Label: TARGET CHILDRENS DT AND NT COLD AND COUGH- brompheniramine maleate,dextromethorphan hbr,phenylephrine hcl,diphenhydramine hcl, phenylephrine hcl kit

  • NDC Code(s): 82442-464-04, 82442-466-04, 82442-536-08
  • Packager: TARGET CORPORATION
  • Category: HUMAN OTC DRUG LABEL

Drug Label Information

Updated October 7, 2024

If you are a healthcare professional or from the pharmaceutical industry please visit this version.

  • Children’s Daytime Cold & Cough Active ingredients (in each 10 mL)

    Brompheniramine maleate, 2 mg

    Dextromethorphan HBr, 10 mg

    Phenylephrine HCl, 5 mg

  • Children’s Nighttime Cold & Congestion Active ingredients (in each 10 mL)

    Diphenhydramine HCL12.5 mg

    Phenylephrine HCL5 mg

  • Purposes for Children’s Daytime Cold & Cough

    Antihistamine

    Cough suppressant

    Nasal decongestant

  • Purposes for Children’s Nighttime Cold & Congestion

    Antihistamine/Cough suppressant

    Nasal decongestant

  • Uses

    Daytime

    temporarily relieves
    nasal congestion
    runny nose
    cough
    sneezing
    itching of the nose or throat
    itchy, watery eyes due to hay fever
    temporarily restores freer breathing through the nose.

    Nighttime

    temporarily relieves
    nasal congestion
    runny nose
    cough
    sneezing
    itching of the nose or throat
    itchy, watery eyes due to hay fever
    temporarily restores freer breathing through the nose.
  • Warnings Do not use

    Daytime

    to sedate a child or to make a child sleepy
    if you are now taking a prescription monoamine oxidase inhibitor (MAOI) (certain drugs for depression, psychiatric, or emotional conditions, or Parkinson's disease), or for 2 weeks after stopping the MAOI drug.

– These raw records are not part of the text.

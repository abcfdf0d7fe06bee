//! Abstract syntax tree for Lox programs.
//!
//! Nodes are immutable once built by the [`Parser`](crate::parser::Parser) and
//! are consumed by three independent passes: the resolver, the interpreter and
//! the S‑expression printer.  Each pass matches exhaustively on [`Expr`] and
//! [`Stmt`], so adding a node kind forces every pass to handle it.
//!
//! Reference sites that the resolver annotates (`Variable`, `Assign`, `This`,
//! `Super`) carry an [`ExprId`]; the resolver's side‑table is keyed on it.

use std::fmt;
use std::rc::Rc;

use crate::token::Token;

/// Identity of a resolvable expression node.
///
/// Allocated by the parser from a counter that the runner carries across
/// parses, so identities never collide between REPL lines.
#[derive(Debug, Clone, Copy, PartialEq, Eq, Hash, PartialOrd, Ord)]
pub struct ExprId(pub usize);

impl fmt::Display for ExprId {
    fn fmt(&self, f: &mut fmt::Formatter<'_>) -> fmt::Result {
        write!(f, "#{}", self.0)
    }
}

/// A **literal constant** that appears directly in the source code.
///
/// The parser copies the value out of the token so literals need no token.
#[derive(Debug, Clone, PartialEq)]
pub enum LiteralValue {
    /// Numeric literal, stored as IEEE‑754 `f64`.
    Number(f64),

    /// String literal without surrounding quotes.
    Str(String),

    True,

    False,

    Nil,
}

/// Every kind of *expression* in Lox.
#[derive(Debug, Clone, PartialEq)]
pub enum Expr {
    /// A literal constant: number, string, `true`, `false`, or `nil`.
    Literal(LiteralValue),

    /// Prefix unary operator expression: `!isReady` or `-42`.
    Unary {
        /// The operator token (`!` or `-`).
        operator: Token,
        right: Box<Expr>,
    },

    /// Infix binary operator expression: `a + b`, `x <= y`.
    Binary {
        left: Box<Expr>,
        operator: Token,
        right: Box<Expr>,
    },

    /// Parenthesised sub‑expression.
    Grouping(Box<Expr>),

    /// Variable access.
    Variable { id: ExprId, name: Token },

    /// Assignment expression: `identifier "=" expression`.
    Assign {
        id: ExprId,
        name: Token,
        value: Box<Expr>,
    },

    /// Short‑circuiting logical operators `and` / `or`.
    Logical {
        left: Box<Expr>,
        operator: Token, // `AND` or `OR`
        right: Box<Expr>,
    },

    /// Function‑, method‑ or constructor‑call: `clock()`, `add(1, 2)`.
    Call {
        callee: Box<Expr>,
        /// The closing `)` token, retained for error reporting.
        paren: Token,
        arguments: Vec<Expr>,
    },

    /// `object.name`
    Get { object: Box<Expr>, name: Token },

    /// `object.name = value`
    Set {
        object: Box<Expr>,
        name: Token,
        value: Box<Expr>,
    },

    /// The `this` keyword inside a method.
    This { id: ExprId, keyword: Token },

    /// `super.method`
    Super {
        id: ExprId,
        keyword: Token,
        method: Token,
    },
}

/// A function or method declaration.
///
/// Shared by reference between the AST and every function value created from
/// it, so closures keep their body alive after the defining program is gone.
#[derive(Debug, Clone, PartialEq)]
pub struct FunctionDecl {
    pub name: Token,

    /// Parameter name tokens (arity ≤ 255).
    pub params: Vec<Token>,

    pub body: Vec<Stmt>,
}

/// **Statements**: complete executable constructs.
#[derive(Debug, Clone, PartialEq)]
pub enum Stmt {
    /// Stand‑alone expression terminated by a semicolon.
    Expression(Expr),

    Print(Expr),

    /// `"var" IDENT ("=" initializer)? ";"`
    Var {
        name: Token,
        initializer: Option<Expr>,
    },

    /// Braced scope containing zero or more declarations/statements.
    Block(Vec<Stmt>),

    If {
        condition: Expr,
        then_branch: Box<Stmt>,
        else_branch: Option<Box<Stmt>>,
    },

    /// `while` loop; `for` loops are desugared into this.
    While { condition: Expr, body: Box<Stmt> },

    Function(Rc<FunctionDecl>),

    Return {
        /// The `return` keyword token (for error locations).
        keyword: Token,

        /// Absent ⇒ `nil` is returned.
        value: Option<Expr>,
    },

    Class {
        name: Token,
        /// Always an `Expr::Variable` when present.
        superclass: Option<Expr>,
        methods: Vec<Rc<FunctionDecl>>,
    },
}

If you do not know if your child's prescription drug contains an MAOI, ask a doctor or pharmacist before giving this product.

    Nighttime only

    to sedate a child or to make a child sleepy
    if you are now taking a prescription monoamine oxidase inhibitor (MAOI) (certain drugs for depression, psychiatric, or emotional conditions, or Parkinson's disease), or for 2 weeks after stopping the MAOI drug. If you do not know if your child's prescription drug contains an MAOI, ask a doctor or pharmacist before giving this product.
    With any other product containing diphenhydramine, even one used on skin

    Ask a doctor before use if you have

    DAYTIME

    heart disease
    high blood pressure
    diabetes
    thyroid disease
    trouble urinating due to an enlarged prostate gland
    glaucoma
    cough that occurs with too much phlegm (mucus)
    a breathing problem or chronic cough that lasts such as occurs with smoking, asthma, chronic bronchitis, or emphysema.

    NIGHTTIME

    heart disease
    high blood pressure
    diabetes
    thyroid disease
    trouble urinating due to an enlarged prostate gland
    glaucoma
    cough that occurs with too much phlegm (mucus)
    a breathing problem or chronic cough that lasts such as occurs with smoking, asthma, chronic bronchitis, or emphysema.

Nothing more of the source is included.